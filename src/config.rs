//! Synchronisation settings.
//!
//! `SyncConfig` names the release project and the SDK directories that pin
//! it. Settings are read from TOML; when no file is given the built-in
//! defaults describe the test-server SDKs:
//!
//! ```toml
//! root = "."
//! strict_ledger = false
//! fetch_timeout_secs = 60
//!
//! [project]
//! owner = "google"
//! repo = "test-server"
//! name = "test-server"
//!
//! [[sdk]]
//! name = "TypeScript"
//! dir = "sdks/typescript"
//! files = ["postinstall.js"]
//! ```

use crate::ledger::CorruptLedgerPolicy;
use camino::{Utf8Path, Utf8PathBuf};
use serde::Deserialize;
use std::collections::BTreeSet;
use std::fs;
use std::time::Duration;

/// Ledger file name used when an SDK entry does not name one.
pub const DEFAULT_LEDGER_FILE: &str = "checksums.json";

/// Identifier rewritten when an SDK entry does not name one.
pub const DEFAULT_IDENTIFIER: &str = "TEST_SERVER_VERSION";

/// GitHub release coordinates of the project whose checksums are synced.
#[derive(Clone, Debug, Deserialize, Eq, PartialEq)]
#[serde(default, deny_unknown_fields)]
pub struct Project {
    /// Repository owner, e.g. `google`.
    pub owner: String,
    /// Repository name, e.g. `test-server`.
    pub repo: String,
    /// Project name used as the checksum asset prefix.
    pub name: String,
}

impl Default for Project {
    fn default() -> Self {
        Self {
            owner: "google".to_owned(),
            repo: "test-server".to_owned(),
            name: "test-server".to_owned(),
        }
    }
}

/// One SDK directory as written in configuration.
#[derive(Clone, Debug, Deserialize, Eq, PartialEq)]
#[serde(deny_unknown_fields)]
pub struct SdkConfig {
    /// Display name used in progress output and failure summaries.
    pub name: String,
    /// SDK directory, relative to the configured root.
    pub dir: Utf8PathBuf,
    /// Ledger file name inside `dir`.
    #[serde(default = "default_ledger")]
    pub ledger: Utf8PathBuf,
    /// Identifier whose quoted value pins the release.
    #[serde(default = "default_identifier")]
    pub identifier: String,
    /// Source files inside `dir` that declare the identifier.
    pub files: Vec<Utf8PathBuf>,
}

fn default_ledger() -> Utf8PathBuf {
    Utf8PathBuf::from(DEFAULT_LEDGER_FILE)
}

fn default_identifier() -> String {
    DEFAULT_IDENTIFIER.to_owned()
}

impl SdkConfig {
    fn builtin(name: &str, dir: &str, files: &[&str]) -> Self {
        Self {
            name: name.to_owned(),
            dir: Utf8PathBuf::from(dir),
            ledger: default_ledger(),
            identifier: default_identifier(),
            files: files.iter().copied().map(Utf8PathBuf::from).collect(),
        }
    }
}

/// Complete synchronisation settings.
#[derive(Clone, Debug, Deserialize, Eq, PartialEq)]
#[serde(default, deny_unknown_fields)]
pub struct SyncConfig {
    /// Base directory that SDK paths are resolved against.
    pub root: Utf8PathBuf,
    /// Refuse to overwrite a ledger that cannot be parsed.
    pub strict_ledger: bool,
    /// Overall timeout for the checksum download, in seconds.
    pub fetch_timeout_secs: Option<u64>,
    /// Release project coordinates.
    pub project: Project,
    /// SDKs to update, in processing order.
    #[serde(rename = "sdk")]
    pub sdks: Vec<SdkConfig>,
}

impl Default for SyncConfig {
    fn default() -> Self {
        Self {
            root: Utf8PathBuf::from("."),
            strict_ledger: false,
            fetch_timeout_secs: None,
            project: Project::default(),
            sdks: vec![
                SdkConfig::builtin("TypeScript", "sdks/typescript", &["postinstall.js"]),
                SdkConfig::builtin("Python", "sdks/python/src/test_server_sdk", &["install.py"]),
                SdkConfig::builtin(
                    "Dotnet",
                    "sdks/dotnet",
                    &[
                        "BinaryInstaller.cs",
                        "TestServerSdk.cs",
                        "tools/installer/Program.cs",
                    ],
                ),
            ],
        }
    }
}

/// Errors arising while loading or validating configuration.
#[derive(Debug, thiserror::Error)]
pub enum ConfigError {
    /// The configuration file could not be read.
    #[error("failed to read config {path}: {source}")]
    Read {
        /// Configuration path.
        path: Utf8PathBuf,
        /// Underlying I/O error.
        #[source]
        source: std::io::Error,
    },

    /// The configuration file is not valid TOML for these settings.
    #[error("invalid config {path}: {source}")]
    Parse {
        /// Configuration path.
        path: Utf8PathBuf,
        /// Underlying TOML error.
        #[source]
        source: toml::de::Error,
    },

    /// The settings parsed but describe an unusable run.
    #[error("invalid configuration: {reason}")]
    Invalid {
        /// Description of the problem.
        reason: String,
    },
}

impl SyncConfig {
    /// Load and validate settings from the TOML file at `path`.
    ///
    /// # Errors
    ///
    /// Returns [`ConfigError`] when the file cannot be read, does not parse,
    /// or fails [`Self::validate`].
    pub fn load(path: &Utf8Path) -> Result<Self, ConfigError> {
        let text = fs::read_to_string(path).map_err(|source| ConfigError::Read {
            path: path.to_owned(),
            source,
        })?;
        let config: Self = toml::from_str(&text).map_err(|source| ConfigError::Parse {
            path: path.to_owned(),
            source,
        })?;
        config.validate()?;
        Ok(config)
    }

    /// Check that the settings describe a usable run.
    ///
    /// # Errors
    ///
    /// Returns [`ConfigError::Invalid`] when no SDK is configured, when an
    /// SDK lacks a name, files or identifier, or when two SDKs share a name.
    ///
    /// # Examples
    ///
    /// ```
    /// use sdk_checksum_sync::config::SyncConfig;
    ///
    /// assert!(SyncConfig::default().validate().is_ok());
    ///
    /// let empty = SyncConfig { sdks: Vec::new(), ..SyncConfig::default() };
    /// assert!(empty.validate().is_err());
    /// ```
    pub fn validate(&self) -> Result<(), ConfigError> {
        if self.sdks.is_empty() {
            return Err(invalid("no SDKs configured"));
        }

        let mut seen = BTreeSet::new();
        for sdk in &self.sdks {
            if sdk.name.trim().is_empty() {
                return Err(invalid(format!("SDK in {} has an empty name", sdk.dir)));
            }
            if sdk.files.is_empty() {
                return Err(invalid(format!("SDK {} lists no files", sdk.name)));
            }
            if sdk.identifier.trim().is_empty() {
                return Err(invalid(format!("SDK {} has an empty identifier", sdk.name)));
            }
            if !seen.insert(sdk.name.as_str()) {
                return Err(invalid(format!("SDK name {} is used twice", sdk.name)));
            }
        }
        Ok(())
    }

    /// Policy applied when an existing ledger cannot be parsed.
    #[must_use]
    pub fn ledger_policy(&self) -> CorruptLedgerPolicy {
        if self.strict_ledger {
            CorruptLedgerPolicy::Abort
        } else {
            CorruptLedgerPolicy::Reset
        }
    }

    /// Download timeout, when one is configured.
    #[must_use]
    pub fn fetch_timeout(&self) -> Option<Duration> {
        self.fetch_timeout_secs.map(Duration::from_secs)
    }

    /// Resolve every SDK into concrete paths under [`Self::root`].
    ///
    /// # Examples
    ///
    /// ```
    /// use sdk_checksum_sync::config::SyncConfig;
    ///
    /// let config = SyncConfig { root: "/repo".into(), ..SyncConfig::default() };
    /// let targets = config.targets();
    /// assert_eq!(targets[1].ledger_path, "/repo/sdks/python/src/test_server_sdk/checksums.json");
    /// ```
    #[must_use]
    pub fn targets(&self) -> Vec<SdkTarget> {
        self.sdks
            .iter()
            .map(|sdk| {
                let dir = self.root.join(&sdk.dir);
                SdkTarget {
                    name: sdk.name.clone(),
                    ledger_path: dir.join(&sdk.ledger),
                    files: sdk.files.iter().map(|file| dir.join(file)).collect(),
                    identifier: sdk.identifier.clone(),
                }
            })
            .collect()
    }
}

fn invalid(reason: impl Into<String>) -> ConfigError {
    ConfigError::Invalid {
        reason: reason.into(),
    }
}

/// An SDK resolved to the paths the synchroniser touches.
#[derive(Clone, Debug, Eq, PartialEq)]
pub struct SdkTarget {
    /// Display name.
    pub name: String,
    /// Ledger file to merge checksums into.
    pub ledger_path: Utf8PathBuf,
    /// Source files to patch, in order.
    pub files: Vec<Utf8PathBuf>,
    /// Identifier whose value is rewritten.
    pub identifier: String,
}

+ + + + + + +

INSTRUCTIONS TO FOLLOW:
Number of lines above containing "builtin": state it and nothing else.

ANSWER TO THE PROBLEM:
4